Poland is refusing to take its quota of migrants foisted upon that country by Brussels. Accordingly, the EU Commission is preparing sanctions against Poland. The Hungarian PM, Mr Orbán, has said that his country might be better off by forgiving the Russians and doing a deal with Mr Putin. And the wall is now complete. Not USA-Mexico; rather Bulgaria-Turkey.
The migrant problem is only set to get worse. According to the BBC’s Panorama[iv], the EU is actually paying people smugglers to go into business if they desist – and the word has got round in Africa. Various NGOs have actively assisted the flow of migrants.
Plus: Greece’s current bailout package expires next year. It will be interesting to see how the new German Finance Minister tackles that one. And the Eurozone’s third largest economy, Italy, is finding the task of structural reform impossible.
Yet the federalist train moves on. President Macron is a man with a plan. He wants a Eurozone Ministry of Finance which sets the European budget and has the power to levy taxes across the EU. But the Germans have given the plan a fairly cool reception thus far. Basically, they think that they will be the ones who end up writing the cheques. (And who can blame them?)
Mrs May said in Florence that no European government would be out-of-pocket thanks to Brexit. But the Germans don’t believe that. Their main concern is the effect of Brexit on the European budget when the UK’s net subsidy to the EU of €11 billion a year (according to my recent calculations) stops.
I’m not saying that all these factors will precipitate a market crash this October: but do keep your eyes open for that falling whale. The Spanish constitutional crisis will not end happily. And the idea of a robust European Union is illusory. The inherent flaws in the currency union – analysed over the last two years by myself and Jim Mellon in these pages – will not be cured by a temporary economic upturn. There will be another Eurozone crisis – the question is when.
The British people will come to understand that we just escaped in time.

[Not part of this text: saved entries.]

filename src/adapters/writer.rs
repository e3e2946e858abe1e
use crate::domain::model::Record;
use crate::utils::error::{FilecatError, Result};
use std::fs::File;
use std::io::Write;
use std::path::{Path, PathBuf};

/// Owns the output document for the length of a run. The handle is closed
/// when the writer is dropped, whether the run finished or failed.
pub struct RecordWriter<W: Write> {
    inner: W,
    path: PathBuf,
    records_written: usize,
    bytes_written: u64,
}

impl RecordWriter<File> {
    /// 建立（或截斷）輸出檔
    pub fn create(path: impl AsRef<Path>) -> Result<Self> {
        let path = path.as_ref();
        let file = File::create(path).map_err(|e| FilecatError::io(path, e))?;
        Ok(Self::new(file, path))
    }
}

impl<W: Write> RecordWriter<W> {
    pub fn new(inner: W, path: impl Into<PathBuf>) -> Self {
        Self {
            inner,
            path: path.into(),
            records_written: 0,
            bytes_written: 0,
        }
    }

    pub fn write_record(&mut self, record: &Record) -> Result<()> {
        let rendered = record.render();
        self.inner
            .write_all(rendered.as_bytes())
            .map_err(|e| FilecatError::io(&self.path, e))?;

        self.records_written += 1;
        self.bytes_written += rendered.len() as u64;
        Ok(())
    }

    pub fn records_written(&self) -> usize {
        self.records_written
    }

    pub fn bytes_written(&self) -> u64 {
        self.bytes_written
    }

    pub fn path(&self) -> &Path {
        &self.path
    }

    pub fn finish(mut self) -> Result<W> {
        self.inner
            .flush()
            .map_err(|e| FilecatError::io(&self.path, e))?;
        Ok(self.inner)
    }
}
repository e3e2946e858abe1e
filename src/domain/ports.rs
use crate::domain::model::{Record, SourceEntry};
use crate::utils::error::Result;
use std::path::Path;

/// Kind of a directory entry, as far as selection cares.
#[derive(Debug, Clone, Copy, PartialEq, Eq)]
pub enum EntryKind {
    File,
    Directory,
    Other,
}

#[derive(Debug, Clone, PartialEq, Eq)]
pub struct DirEntryInfo {
    /// `None` when the name is not valid Unicode.
    pub name: Option<String>,
    pub path: std::path::PathBuf,
    pub kind: EntryKind,
}

pub trait Storage {
    /// Direct children of the source directory, in enumeration order.
    fn list_entries(&self) -> Result<Vec<DirEntryInfo>>;
    fn read_text(&self, path: &Path) -> Result<String>;
}

pub trait ConfigProvider {
    fn source_dir(&self) -> &Path;
    fn output_path(&self) -> &Path;
    fn suffix(&self) -> &str;
    fn exclude_output(&self) -> bool;
}

pub trait Pipeline {
    fn extract(&self) -> Result<Vec<SourceEntry>>;
    fn transform(&self, entry: &SourceEntry) -> Result<Record>;
}
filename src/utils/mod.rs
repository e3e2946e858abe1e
pub mod error;
pub mod logger;
pub mod monitor;
pub mod validation;
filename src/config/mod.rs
#[cfg(feature = "cli")]
pub mod cli;
pub mod toml_config;

use crate::core::ConfigProvider;
use crate::utils::error::Result;
use crate::utils::validation::{self, Validate};
use std::path::{Path, PathBuf};
use toml_config::TomlConfig;

pub const DEFAULT_SOURCE_DIR: &str = ".";
pub const DEFAULT_OUTPUT_FILE: &str = "output.txt";
pub const DEFAULT_SUFFIX: &str = ".js";

/// Fully resolved run settings: built-in defaults, then the TOML file, then
/// command-line flags.
#[derive(Debug, Clone, PartialEq, Eq)]
pub struct Settings {
    pub source_dir: PathBuf,
    pub output_path: PathBuf,
    pub suffix: String,
    pub exclude_output: bool,
    pub monitor: bool,
}

impl Default for Settings {
    fn default() -> Self {
        Self {
            source_dir: PathBuf::from(DEFAULT_SOURCE_DIR),
            output_path: PathBuf::from(DEFAULT_OUTPUT_FILE),
            suffix: DEFAULT_SUFFIX.to_string(),
            exclude_output: true,
            monitor: false,
        }
    }
}

impl Settings {
    pub fn new(source_dir: impl Into<PathBuf>, output_path: impl Into<PathBuf>, suffix: &str) -> Self {
        Self {
            source_dir: source_dir.into(),
            output_path: output_path.into(),
            suffix: suffix.to_string(),
            ..Default::default()
        }
    }

    /// 套用 TOML 檔中有設定的欄位
    pub fn merge_toml(mut self, file: &TomlConfig) -> Self {
        if let Some(dir) = &file.source.directory {
            self.source_dir = dir.clone();
        }
        if let Some(suffix) = &file.source.suffix {
            self.suffix = suffix.clone();
        }
        if let Some(exclude) = file.source.exclude_output {
            self.exclude_output = exclude;
        }
        if let Some(path) = &file.output.path {
            self.output_path = path.clone();
        }
        if file.monitoring.is_some() {
            self.monitor = file.monitoring_enabled();
        }
        self
    }
}

impl ConfigProvider for Settings {
    fn source_dir(&self) -> &Path {
        &self.source_dir
    }

    fn output_path(&self) -> &Path {
        &self.output_path
    }

    fn suffix(&self) -> &str {
        &self.suffix
    }

    fn exclude_output(&self) -> bool {
        self.exclude_output
    }
}

impl Validate for Settings {
    fn validate(&self) -> Result<()> {
        validation::validate_path("source_dir", &self.source_dir)?;
        validation::validate_path("output_path", &self.output_path)?;
        validation::validate_suffix("suffix", &self.suffix)?;
        Ok(())
    }
}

Had we stayed, we would have been compelled to join the Euro. (The Maastricht Treaty opt-out expires in 2022.) And we would have had to hand over our two new world-class aircraft carriers to foreign command.

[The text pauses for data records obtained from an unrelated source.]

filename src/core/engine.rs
use crate::adapters::writer::RecordWriter;
use crate::core::{Pipeline, RunSummary, SourceEntry};
use crate::utils::error::Result;
use crate::utils::monitor::SystemMonitor;
use std::path::{Path, PathBuf};

pub struct ConcatEngine<P: Pipeline> {
    pipeline: P,
    output_path: PathBuf,
    monitor: SystemMonitor,
}

impl<P: Pipeline> ConcatEngine<P> {
    pub fn new(pipeline: P, output_path: impl Into<PathBuf>) -> Self {
        Self::new_with_monitoring(pipeline, output_path, false)
    }

    pub fn new_with_monitoring(
        pipeline: P,
        output_path: impl Into<PathBuf>,
        monitor_enabled: bool,
    ) -> Self {
        Self {
            pipeline,
            output_path: output_path.into(),
            monitor: SystemMonitor::new(monitor_enabled),
        }
    }

    pub fn output_path(&self) -> &Path {
        &self.output_path
    }

    /// Lists what a run would concatenate without touching the output file.
    pub fn plan(&self) -> Result<Vec<SourceEntry>> {
        self.pipeline.extract()
    }

    /// Truncates the output, then reads and appends one matching file at a
    /// time. The first failure aborts the run; records already written stay
    /// in the output.
    pub fn run(&self) -> Result<RunSummary> {
        tracing::info!("Starting concatenation into {}", self.output_path.display());
        self.monitor.log_stats("Start");

        let mut writer = RecordWriter::create(&self.output_path)?;

        // Extract
        let entries = self.pipeline.extract()?;
        tracing::info!("Found {} matching files", entries.len());
        self.monitor.log_stats("Extract");

        // Transform + Load，一次只開一個來源檔
        let mut summary = RunSummary {
            output_path: self.output_path.clone(),
            ..Default::default()
        };
        for entry in &entries {
            let record = self.pipeline.transform(entry)?;
            writer.write_record(&record)?;
            summary.content_bytes += record.content.len() as u64;
            summary.files.push(record.name);
        }

        let written = writer.records_written();
        writer.finish()?;
        self.monitor.log_stats("Load");
        self.monitor.log_final_stats();

        tracing::info!(
            "Wrote {} records ({} content bytes) to {}",
            written,
            summary.content_bytes,
            self.output_path.display()
        );
        Ok(summary)
    }
}

#[cfg(test)]
mod tests {
    use super::*;
    use crate::core::Record;
    use crate::utils::error::FilecatError;
    use std::path::PathBuf;
    use tempfile::TempDir;

    struct ScriptedPipeline {
        entries: Vec<&'static str>,
        fail_on: Option<&'static str>,
    }

    impl Pipeline for ScriptedPipeline {
        fn extract(&self) -> Result<Vec<SourceEntry>> {
            Ok(self
                .entries
                .iter()
                .map(|name| SourceEntry {
                    name: name.to_string(),
                    path: PathBuf::from(name),
                })
                .collect())
        }

        fn transform(&self, entry: &SourceEntry) -> Result<Record> {
            if self.fail_on == Some(entry.name.as_str()) {
                return Err(FilecatError::Encoding {
                    path: entry.path.clone(),
                });
            }
            Ok(Record::new(entry.name.clone(), format!("/* {} */", entry.name)))
        }
    }

    #[test]
    fn test_run_writes_every_record() {
        let dir = TempDir::new().unwrap();
        let output = dir.path().join("out.txt");
        let engine = ConcatEngine::new(
            ScriptedPipeline {
                entries: vec!["a.js", "b.js"],
                fail_on: None,
            },
            &output,
        );

        let summary = engine.run().unwrap();
        assert_eq!(summary.records_written(), 2);
        assert_eq!(summary.files, vec!["a.js", "b.js"]);
        assert_eq!(
            std::fs::read_to_string(&output).unwrap(),
            "// a.js\n/* a.js */\n\n// b.js\n/* b.js */\n\n"
        );
    }

    #[test]
    fn test_failure_keeps_completed_records() {
        let dir = TempDir::new().unwrap();
        let output = dir.path().join("out.txt");
        let engine = ConcatEngine::new(
            ScriptedPipeline {
                entries: vec!["a.js", "bad.js", "c.js"],
                fail_on: Some("bad.js"),
            },
            &output,
        );

        let err = engine.run().unwrap_err();
        assert!(matches!(err, FilecatError::Encoding { .. }));
        assert_eq!(
            std::fs::read_to_string(&output).unwrap(),
            "// a.js\n/* a.js */\n\n"
        );
    }

    #[test]
    fn test_plan_does_not_create_output() {
        let dir = TempDir::new().unwrap();
        let output = dir.path().join("out.txt");
        let engine = ConcatEngine::new(
            ScriptedPipeline {
                entries: vec!["a.js"],
                fail_on: None,
            },
            &output,
        );

        assert_eq!(engine.plan().unwrap().len(), 1);
        assert!(!output.exists());
    }
}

After the European Army…the Single European Police Force. (I will reveal soon that this is actually in the planning stage.) Then, I suppose, in the event of an “unauthorised” IndyRef2 in Scotland, we could rely on Spanish militias to thrash Scottish pensioners with their batons and fling people down staircases…

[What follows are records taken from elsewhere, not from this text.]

use crate::domain::ports::{DirEntryInfo, EntryKind, Storage};
use crate::utils::error::{FilecatError, Result};
use std::fs;
use std::io;
use std::path::{Path, PathBuf};

/// Reads entries and file contents from a directory on the local disk.
#[derive(Debug, Clone)]
pub struct LocalStorage {
    base_path: PathBuf,
}

impl LocalStorage {
    pub fn new(base_path: impl Into<PathBuf>) -> Self {
        Self {
            base_path: base_path.into(),
        }
    }

    pub fn base_path(&self) -> &Path {
        &self.base_path
    }

    fn entry_kind(entry: &fs::DirEntry) -> io::Result<EntryKind> {
        let file_type = entry.file_type()?;
        // 符號連結以目標檔案類型為準，斷掉的連結視為 Other
        let file_type = if file_type.is_symlink() {
            match fs::metadata(entry.path()) {
                Ok(meta) => meta.file_type(),
                Err(_) => return Ok(EntryKind::Other),
            }
        } else {
            file_type
        };

        Ok(if file_type.is_file() {
            EntryKind::File
        } else if file_type.is_dir() {
            EntryKind::Directory
        } else {
            EntryKind::Other
        })
    }
}

impl Storage for LocalStorage {
    fn list_entries(&self) -> Result<Vec<DirEntryInfo>> {
        match fs::metadata(&self.base_path) {
            Ok(meta) if meta.is_dir() => {}
            Ok(_) => {
                return Err(FilecatError::DirectoryNotFound {
                    path: self.base_path.clone(),
                })
            }
            Err(e) if e.kind() == io::ErrorKind::NotFound => {
                return Err(FilecatError::DirectoryNotFound {
                    path: self.base_path.clone(),
                })
            }
            Err(e) => return Err(FilecatError::io(&self.base_path, e)),
        }

        let read_dir =
            fs::read_dir(&self.base_path).map_err(|e| FilecatError::io(&self.base_path, e))?;

        let mut entries = Vec::new();
        for entry in read_dir {
            let entry = entry.map_err(|e| FilecatError::io(&self.base_path, e))?;
            let kind = Self::entry_kind(&entry).map_err(|e| FilecatError::io(entry.path(), e))?;
            entries.push(DirEntryInfo {
                name: entry.file_name().into_string().ok(),
                path: entry.path(),
                kind,
            });
        }

        tracing::debug!(
            "Listed {} entries in {}",
            entries.len(),
            self.base_path.display()
        );
        Ok(entries)
    }

    fn read_text(&self, path: &Path) -> Result<String> {
        let bytes = fs::read(path).map_err(|e| FilecatError::io(path, e))?;
        String::from_utf8(bytes).map_err(|_| FilecatError::Encoding {
            path: path.to_path_buf(),
        })
    }
}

If you should run into Nicola, Matthew, Chuka, Ken or Vince anytime soon – please don’t hold back.
Post-script: American odyssey
As this article goes live, I’m heading for New York. I don’t do holidays – though I am keen on personal development and research, which involve plenty of down-time. (Just don’t call me a tourist.) I’m going to cross the mighty USA from sea to shining sea, travelling through about 15 States of the Union.
I want to get the pulse of America in this perplexing age; and I want to enquire from where the next technological revolutions are likely to emerge. I shall try to work out if the S&P can continue indefinitely to defy gravity, reaching daily new highs. And I want to gaze back, from what is still, for now, the centre of the world (until displaced by the much more ancient Middle Kingdom), to the older continents: Europe to the left and Asia to the right. How do they look today from the perspective of the Big Apple, the Windy City and La La Land?
I’ll keep in touch.
[i] The falling whale was of course first generated by the Improbability Drive in Douglas Adams’ classic Hitchhiker’ Guide to the Galaxy (1978).
[ii] The Spectator, 30 September 2017, page 21.
[iii] John Redwood’s Diary, Friday, 29 September. Available at: http://johnredwoodsdiary.com/2017/09/30/preparing-for-no-deal/?utm_source=feedburner&utm_medium=email&utm_campaign=Feed%3A+JohnRedwoodsDiary+%28John+Redwood%27s+Diary%29
[iv] Africa’s Billion Pound Migrant Trail, BBC1, 18 September 2017.